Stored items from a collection
↓
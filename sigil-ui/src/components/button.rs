//! Leptos rendering of the action-button model

use leptos::*;
use sigil_common::button::{
    ActionButton as ButtonModel, ButtonActivation, ButtonContent, ButtonElement, ButtonView,
};

/// Anchor in link mode, native button in control mode.
///
/// Clicks go through `ButtonModel::activate`, so a disabled or loading
/// button swallows them in both modes.
#[component]
pub fn ActionButton(
    /// Button model, re-read whenever the signal changes
    button: Signal<ButtonModel>,
) -> impl IntoView {
    let model = create_memo(move |_| button.with(|b| b.render()));

    let on_click = move |ev: ev::MouseEvent| {
        if button.with_untracked(|b| b.activate()) == ButtonActivation::Suppressed {
            ev.prevent_default();
        }
    };

    move || {
        let ButtonView {
            element,
            class,
            disabled,
            interactive,
            left_icon,
            content,
            right_icon,
        } = model.get();

        let left = left_icon.map(|icon| view! { <span class="btn-icon-left" aria-hidden="true">{icon}</span> });
        let right = right_icon.map(|icon| view! { <span class="btn-icon-right" aria-hidden="true">{icon}</span> });
        let busy = content == ButtonContent::Spinner;
        let body = match content {
            ButtonContent::Spinner => view! { <span class="btn-spinner" aria-label="Loading"></span> }.into_view(),
            ButtonContent::Label(label) => view! { <span class="btn-label">{label}</span> }.into_view(),
            ButtonContent::Empty => ().into_view(),
        };

        match element {
            ButtonElement::Anchor { href } => view! {
                <a
                    href=href
                    class=class
                    aria-disabled=disabled.to_string()
                    tabindex=(!interactive).then_some("-1")
                    on:click=on_click
                >
                    {left}
                    {body}
                    {right}
                </a>
            }
            .into_view(),
            ButtonElement::Button { button_type } => view! {
                <button
                    type=button_type.as_str()
                    class=class
                    disabled=disabled
                    aria-busy=busy.to_string()
                    on:click=on_click
                >
                    {left}
                    {body}
                    {right}
                </button>
            }
            .into_view(),
        }
    }
}
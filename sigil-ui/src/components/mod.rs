mod button;
mod feedback;
mod input_field;

pub use button::ActionButton;
pub use feedback::{FieldError, Toast, ToastQueue, ToastStack, Toaster};
pub use input_field::InputField;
↑
* [EXERCISE BRIEF] State, as a bare number, how many lines of the records above include "busy".

* [ANSWER FOR THE TASK] 2